Saturday, March 24, 2012

One Size Does Not Fit All

Our concept of care is always patient and family focused and we will never lose our perspective in caring for our beneficiaries.
from Navy Medicine's Mission Statement

Awaiting an elevator by the library I noted a call for kids to submit posters for the upcoming "Month of the Military Child" in April. The military has some fun programs for kiddos and their families, particularly for families overseas, such as recreation and sports programs, local trips and tours, and after school clubs and activities.
Drawing by the Mule- sad that her "Dada" is not at home- she emailed to him

With a consistent uptick in patient numbers for behavioral health in the month of March, March Madness takes on new meaning- my husband's excuse de jour for his late homecomings. Perhaps attributed to the uncertain time period families endure as they await orders for upcoming moves that mark time in Navy life. In Japan as spring continues to hibernate, spring fever may be contributing to this sense of madness too.

Full disclosure: I don't expect the Navy to "care about me" as much as I expect the Navy to "cover its ass." I don't say this lightly, but it has evolved from the ways the bureaucracy demonstrates priorities in actual experiences versus the slogans thrown my way.

When I seek health care for my children or myself, I have been reminded on numerous occasions by the active duty personnel that it is a "privilege" for us to obtain our health care from the military facility, particularly if I even blink with frustration at say waiting six months for a dental appointment. "This clinic is for active duty personnel first, then we serve families. You can go out in town." I respond, "Really, do they speak English? How do I know what the standards of care are in town?" Town, in our case, being Japan. It appeared I was really annoying this "customer service" person with these pesky questions. She did not tell me where I could obtain this out in town appointment or answer my question on standards, but then the state of Japanese smiles, read dentistry, is not reassuring.
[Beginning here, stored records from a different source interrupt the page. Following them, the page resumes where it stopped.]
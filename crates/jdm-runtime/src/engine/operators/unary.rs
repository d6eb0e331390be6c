//! Unary operator execution

use crate::error::{Result, RuntimeError};
use jdm_core::ast::UnaryOperator;
use jdm_core::Value;

/// Execute a unary operation
pub(crate) fn execute_unary_op(operand: &Value, op: UnaryOperator) -> Result<Value> {
    match (op, operand) {
        (UnaryOperator::Not, value) => Ok(Value::Bool(!value.is_truthy())),
        (UnaryOperator::Negate, Value::Number(n)) => Ok(Value::Number(-n)),
        (UnaryOperator::Negate, other) => Err(RuntimeError::TypeError(format!(
            "Cannot negate {}",
            other.type_name()
        ))),
    }
}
In the end, I waited over three months for one child to get an appointment and six months for the other. I have enough to negotiate in my life so I prefer to skip the hassle of going to the dentist in another language, in another location. Truth is I prefer the centralized location and one stop health offerings military medicine offers. However, when a uniformed sailor's first instinct is to dish out the privilege comment to a beneficiary for barely mouthing, "six months," it smacks of family members being second class citizens. I don't need the reminder, I understand the Navy's priority is the active duty personnel, but the hospital motto fed my irritation.

Here to Serve with Care
Motto of U. S. Naval Hospital Yokosuka, Japan

As a Navy brat myself, I benefited tremendously from the experience of living abroad in high school, however, moving to yet another new school for my senior year of high school was not a high point in my life- new academic standards, new cultural rules, no friends, and a rough transition from a small military school to a large public one. It was tough and pretty much anyone who has known me, has heard me reflect on this experience in some fashion.

Friends with a set of orders to yet another duty station and soon to be seniors in high school have my empathy. Their desire to return their children to their home of record to finish high school instead of taking them to a new city, a new state, with a new set of rules, new academic standards, and no community ties or support, seems like a family that is really thinking of their children's needs and futures.

The Navy bureaucracy's response to this kind of situation is, "No can do." There is nothing in place or any options to deal with military families that are sacrificing being together for returning their children to a known school system to facilitate their chances for college placement. The reality of doing what is best for your children during the month of the military child strikes a chord of reality versus the ad campaign slogans. There is no flexibility in the system to support families at different stages and with different needs.

Perhaps a case needs to be made for why I perceive Navy policy being rooted in a "cover its ass mentality." Ever heard of a safety stand-down? No work will take place until every person has signed off on some urgent policy by the close of business no matter how obscure so that the paperwork is in order, nothing left flapping in the wind except the appointment that was cancelled to make way for the time.

I want policies that support families and not advertising campaigns with no teeth. Let's all adapt a more realistic approach to the situation. If the Navy doesn't want irritated family members, then consider the policies guiding the lives of families, consider the messages active duty personnel tell the families they interact with, and consider that as much as military families have to be flexible so does the military itself. One size does not fit all.
One size does not fit all.

1 comment :

  1. I could not agree with you more.

    The "patient and family centered care" slogan particularly rankles me. A few years ago I chatted with a Naval officer who mentioned he was chairing the committee responsible for redesigning the hospital for the merger with Walter Reed. I asked how many family representatives were serving on his committee. He seemed shocked and befuddled by my question. "None."

    As for the USNH Yokosuka dental clinic, I could write a book about my family's surreal experiences there. I think everyone who works there should be required to do a six-month internship at a civilian dental office.